The situation is further complicated by the fact that Brenda's brother (Edlard) is a Gannon detective and that Counsel - effectively the police's representative in the projects - will be held personally responsible by the locals if the authorities become too heavy handed. As the case drags on, Counsel finds himself pitted against all sides - his colleagues, the Gannon police and the residents of Dempsy - and becomes convinced that Brenda isn't telling the whole story.

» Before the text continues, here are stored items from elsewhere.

// Copyright 2025 Lars Brubaker
// License: MIT
//
// Fill rules, boolean operations and the contribution table.
//
// An edge contributes to the output when its own winding count marks it as
// a boundary of its own polygon set under that set's fill rule, and the
// other set's winding count at the edge satisfies the operation:
//
//   intersection  other set filled
//   union         other set empty
//   difference    subject edges: clip empty / clip edges: subject filled
//   xor           always (open paths: other set empty)

use crate::edge::PolyType;

#[derive(Copy, Clone, Debug, Default, PartialEq, Eq)]
pub enum FillRule {
    #[default]
    EvenOdd,
    NonZero,
    Positive,
    Negative,
}

#[derive(Copy, Clone, Debug, PartialEq, Eq)]
pub enum ClipType {
    Intersection,
    Union,
    Difference,
    Xor,
}

impl FillRule {
    pub const ALL: [FillRule; 4] = [FillRule::EvenOdd, FillRule::NonZero, FillRule::Positive, FillRule::Negative];

    /// Whether a region with winding count `cnt` is filled. Even-odd counts
    /// on the other-set side are kept as 0/1, so any non-zero value is filled.
    #[inline]
    pub fn is_filled(self, cnt: i32) -> bool {
        match self {
            FillRule::EvenOdd | FillRule::NonZero => cnt != 0,
            FillRule::Positive => cnt > 0,
            FillRule::Negative => cnt < 0,
        }
    }

    /// Normalizes a winding count so that 0 = outside, 1 = on a boundary
    /// and >1 = deep inside.
    #[inline]
    pub fn fill_count(self, cnt: i32) -> i32 {
        match self {
            FillRule::Positive => cnt,
            FillRule::Negative => -cnt,
            FillRule::EvenOdd | FillRule::NonZero => cnt.abs(),
        }
    }
}

impl ClipType {
    pub const ALL: [ClipType; 4] = [ClipType::Intersection, ClipType::Union, ClipType::Difference, ClipType::Xor];
}

/// Fill rules seen from one edge: its own set's rule and the other set's.
#[derive(Copy, Clone, Debug, PartialEq, Eq)]
pub struct EdgeRules {
    pub own: FillRule,
    pub other: FillRule,
}

impl EdgeRules {
    pub fn for_poly(poly_type: PolyType, subject: FillRule, clip: FillRule) -> Self {
        match poly_type {
            PolyType::Subject => EdgeRules { own: subject, other: clip },
            PolyType::Clip => EdgeRules { own: clip, other: subject },
        }
    }
}

/// Whether the own-set winding count puts the edge on its own set's boundary.
#[inline]
pub fn own_count_qualifies(rule: FillRule, wind_delta: i32, wind_cnt: i32) -> bool {
    match rule {
        FillRule::EvenOdd => wind_delta != 0 || wind_cnt == 1,
        FillRule::NonZero => wind_cnt.abs() == 1,
        FillRule::Positive => wind_cnt == 1,
        FillRule::Negative => wind_cnt == -1,
    }
}

/// The full contribution decision for an edge entering or crossing the sweep.
pub fn is_contributing(
    clip_type: ClipType,
    poly_type: PolyType,
    rules: EdgeRules,
    wind_delta: i32,
    wind_cnt: i32,
    wind_cnt2: i32,
) -> bool {
    if !own_count_qualifies(rules.own, wind_delta, wind_cnt) {
        return false;
    }
    let other_filled = rules.other.is_filled(wind_cnt2);
    match clip_type {
        ClipType::Intersection => other_filled,
        ClipType::Union => !other_filled,
        ClipType::Difference => match poly_type {
            PolyType::Subject => !other_filled,
            PolyType::Clip => other_filled,
        },
        ClipType::Xor => wind_delta != 0 || !other_filled,
    }
}
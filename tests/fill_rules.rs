// Copyright 2025 Lars Brubaker
// Fill rule correctness with area verification.

mod helpers;

use helpers::{assert_area, net_area, rect, rect_cw, run, run_with};
use vatti_rust::{reverse_paths, ClipType, FillRule, Paths};

/// Outer 10x10 and inner 6x6, both counter-clockwise: winding 1 in the
/// band, 2 in the middle.
fn same_direction_nest() -> Paths {
    vec![rect(0, 0, 10, 10), rect(2, 2, 8, 8)]
}

/// Inner ring reversed: winding 1 in the band, 0 in the middle.
fn opposed_nest() -> Paths {
    vec![rect(0, 0, 10, 10), rect_cw(2, 2, 8, 8)]
}

fn union_area(paths: &Paths, fill: FillRule) -> f64 {
    net_area(&run(ClipType::Union, paths, &[], fill))
}

#[test]
fn even_odd_punches_the_inner_ring() {
    assert_eq!(union_area(&same_direction_nest(), FillRule::EvenOdd), 64.0);
    assert_eq!(union_area(&opposed_nest(), FillRule::EvenOdd), 64.0);
}

#[test]
fn non_zero_depends_on_direction() {
    assert_eq!(union_area(&same_direction_nest(), FillRule::NonZero), 100.0);
    assert_eq!(union_area(&opposed_nest(), FillRule::NonZero), 64.0);
}

#[test]
fn positive_and_negative_pick_one_orientation() {
    let nest = same_direction_nest();
    let pos = union_area(&nest, FillRule::Positive);
    let neg = union_area(&nest, FillRule::Negative);
    let mut pair = [pos, neg];
    pair.sort_by(|a, b| a.total_cmp(b));
    assert_eq!(pair, [0.0, 100.0]);

    // Reversing every input swaps the two rules.
    let mut flipped = nest.clone();
    reverse_paths(&mut flipped);
    assert_eq!(union_area(&flipped, FillRule::Positive), neg);
    assert_eq!(union_area(&flipped, FillRule::Negative), pos);
}

#[test]
fn positive_on_opposed_nest_keeps_only_the_band_or_nothing() {
    let nest = opposed_nest();
    let pos = union_area(&nest, FillRule::Positive);
    let neg = union_area(&nest, FillRule::Negative);
    // The band has winding +1 or -1 depending on the outer ring; the middle is 0.
    let mut pair = [pos, neg];
    pair.sort_by(|a, b| a.total_cmp(b));
    assert_eq!(pair, [0.0, 64.0]);
}

#[test]
fn subject_and_clip_rules_apply_independently() {
    let subject = same_direction_nest();
    let clip = vec![rect(0, 0, 10, 10)];
    // Subject even-odd leaves a 64-unit band; intersecting with the full square keeps it.
    let out = run_with(ClipType::Intersection, &subject, &clip, FillRule::EvenOdd, FillRule::NonZero);
    assert_area(&out, 64.0);
    // Subject non-zero fills the whole square.
    let out = run_with(ClipType::Intersection, &subject, &clip, FillRule::NonZero, FillRule::EvenOdd);
    assert_area(&out, 100.0);
}

#[test]
fn overlapping_clip_counts_under_non_zero() {
    let subject = vec![rect(0, 0, 10, 10)];
    // Two overlapping clip squares: non-zero treats the overlap as filled once.
    let clip = vec![rect(5, 0, 15, 10), rect(5, 0, 15, 10)];
    assert_area(&run_with(ClipType::Difference, &subject, &clip, FillRule::NonZero, FillRule::NonZero), 50.0);
    // Even-odd cancels the doubled clip entirely.
    assert_area(&run_with(ClipType::Difference, &subject, &clip, FillRule::NonZero, FillRule::EvenOdd), 100.0);
}

#[test]
fn every_rule_agrees_on_a_simple_square() {
    let sq = vec![rect(0, 0, 10, 10)];
    for fill in [FillRule::EvenOdd, FillRule::NonZero] {
        assert_area(&run(ClipType::Union, &sq, &[], fill), 100.0);
    }
    let pos = union_area(&sq, FillRule::Positive);
    let neg = union_area(&sq, FillRule::Negative);
    assert_eq!(pos + neg, 100.0);
    assert!(pos == 0.0 || neg == 0.0);
}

With such a strong cast and Price adapting his own book for the screen, 'Freedomland' promises much but for some strange reason it has a straight-to-video feel and doesn't connect in the same way as another recent film with racial themes, 'Crash'. Like 'Crash' the story is crammed into a very short space of time and the action moves fast - sometimes too fast to let you connect with the characters.
For Jackson 'Freedomland' offers the chance to move away from the larger-than-life personas he's become famous for and play a weary detective who is haunted by his own failings as a parent. It's a great role for him, and he fares better than co-star Moore whose performance over-amplifies her character's distress when numbness would've arguably had more impact. Far more interesting is Falco in the too small a role of another mother whose son went missing years earlier - when 'The Sopranos' reaches its conclusion you'd hope that Hollywood comes calling a lot more often.
Watchable, but nothing that a good episode of 'Law & Order' wouldn't do just as well.